En revanche, il existe un courant au sein de la pensée musulmane, venu de l’étranger davantage que de la France elle-même, qui s’oppose aux valeurs laïques et pense que l’islam doit réguler la société civile.

Il faut préciser ici que la théologie musulmane est largement dominée par la pensée rétrograde wahhabite et que par conséquent, elle n’a pas évolué depuis des siècles et fonctionne à partir de catégories de pensée en grande partie héritées du Moyen-Âge. Aujourd’hui, nous en sommes là, même si en France il y a des penseurs comme Tarek Oubrou, le regretté Mohammed Arkoun et beaucoup d’autres pour lesquels il faut absolument refonder la théologie musulmane. Il y a tout un travail herméneutique à accomplir qui n’a pas été fait, malheureusement. Au contraire du christianisme, la pensée musulmane ne s’est pas renouvelée en profondeur.

Peut-on parler d’un islam des Lumières ?

Des penseurs réformistes ont mis en avant ce problème. Cela a commencé au 19e siècle avec ce qu’on a appelé les nouveaux penseurs musulmans. On peut lire à ce sujet l’excellent ouvrage de Rachid Benzine Les nouveaux penseurs de l’islam. Face à la domination technique, scientifique et morale de l’Occident sur le reste du monde, certains penseurs de l’islam ont proposé de faire un aggiornamento à la lumière des acquis et des avancées des sciences modernes. Ces réformateurs ont produit une belle pensée mais ils n’ont pas été suivis dans les faits. Ils ont systématiquement été mis à l’écart par les gouvernements dans lesquels ils s’exprimaient – cela a été la cas en Égypte, au Maroc, en Inde, en Tunisie. C’est un courant qui existe mais qui est restée pendant trop longtemps marginale. La pensée dominante qui fournit l’appareil conceptuel de la théologie musulmane, et surtout depuis 40-50 ans, reste la pensée théologique saoudienne, c’est-à-dire le wahhabisme, courant rétrograde qui s’est imposé dans le monde musulman aux 18e-19e siècles au moment où l’Arabie Saoudite est devenu le pays le plus influent au Moyen-Orient (grâce aux pétrodollars, entre autres). Ce pays a également organisé une forme de domination culturelle en imposant son modèle. On peut parler de carence théologique, de véritable misère intellectuelle.

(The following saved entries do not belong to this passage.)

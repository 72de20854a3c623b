//! Learning-rate schedule inspection.

use super::print_json;
use anyhow::{Context, Result};
use colored::Colorize;
use launchpad_training::{BatchPlan, OptimizerArgs, set_up_optimizer};
use serde_json::json;
use std::collections::BTreeSet;

#[derive(clap::Args, Debug, Clone)]
#[command(rename_all = "snake_case")]
pub struct ScheduleArgs {
    #[arg(long, default_value_t = 1_281_167)]
    pub num_examples: u64,

    /// Global train batch size
    #[arg(long, default_value_t = 256)]
    pub batch_size: u64,

    #[arg(long, default_value_t = 90)]
    pub num_epochs: u64,

    /// Steps to evaluate; may repeat
    #[arg(long = "at")]
    pub at: Vec<u64>,

    /// Also evaluate every n steps
    #[arg(long)]
    pub every: Option<u64>,

    #[arg(long)]
    pub json: bool,

    #[command(flatten)]
    pub optimizer: OptimizerArgs,
}

impl ScheduleArgs {
    /// Requested steps, or one point per epoch plus the last step when none
    /// were asked for.
    fn steps(&self, plan: &BatchPlan) -> Vec<u64> {
        let mut steps: BTreeSet<u64> = self.at.iter().copied().collect();
        if let Some(every) = self.every.filter(|n| *n > 0) {
            steps.extend((0..plan.num_train_batches).step_by(every as usize));
        }
        if steps.is_empty() {
            steps.extend((0..plan.num_train_batches).step_by(plan.batches_per_epoch.max(1) as usize));
            steps.insert(plan.num_train_batches.saturating_sub(1));
        }
        steps.into_iter().collect()
    }
}

pub fn execute(args: &ScheduleArgs) -> Result<()> {
    let plan = BatchPlan::new(
        args.num_examples,
        args.batch_size,
        args.num_epochs,
        args.optimizer.warmup_epochs,
        args.optimizer.lr_decay_epochs,
    )
    .context("Invalid schedule settings")?;
    let conf = set_up_optimizer(&args.optimizer, &plan).context("Invalid optimizer settings")?;
    let points: Vec<(u64, f64)> =
        args.steps(&plan).into_iter().map(|step| (step, conf.schedule.learning_rate(step))).collect();

    if args.json {
        return print_json(&json!({
            "plan": plan,
            "optimizer": conf.optimizer.name(),
            "model_update_conf": conf.to_framework_value(),
            "points": points.iter().map(|(step, lr)| json!({ "step": step, "learning_rate": lr })).collect::<Vec<_>>(),
        }));
    }

    println!();
    println!("{}", format!("Learning rate ({}, {:?})", conf.optimizer.name(), args.optimizer.lr_decay).bold().cyan());
    println!(
        "  {} batches/epoch, {} warmup batches, {} total",
        plan.batches_per_epoch, plan.warmup_batches, plan.num_train_batches
    );
    println!();
    println!("{:<12} {:<8} {}", "Step", "Epoch", "Learning rate");
    println!("{}", "─".repeat(40));
    for (step, lr) in &points {
        println!("{:<12} {:<8} {:.8}", step, step / plan.batches_per_epoch.max(1), lr);
    }
    println!();
    println!("{}", "Model update conf:".bold());
    println!("{}", serde_json::to_string_pretty(&conf.to_framework_value())?);
    Ok(())
}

Quelle répercussion a cette carence théologique sur les musulmans de France ?

Malheureusement, l’influence des pays et des penseurs musulmans étrangers sur les musulmans de France est beaucoup trop importante. Il faut savoir que la majorité des mosquées en France est financée par des pays étrangers (par des Saoudiens, par le Maroc, l’Algérie, etc.). Par ce biais, une idéologie, une manière de penser l’islam sont aussi véhiculées. L’urgence est clairement de former nos propres imams et nos propres penseurs en France pour réinterroger la théologie, mais aussi pour former les imams aux valeurs de la France, de la modernité et de la culture occidentales. Il y a encore trop d’imams qui prêchent en arabe, sans maîtriser la langue ni le système de valeurs français.

Il y a un vrai travail à faire et nous n’en sommes qu’au début.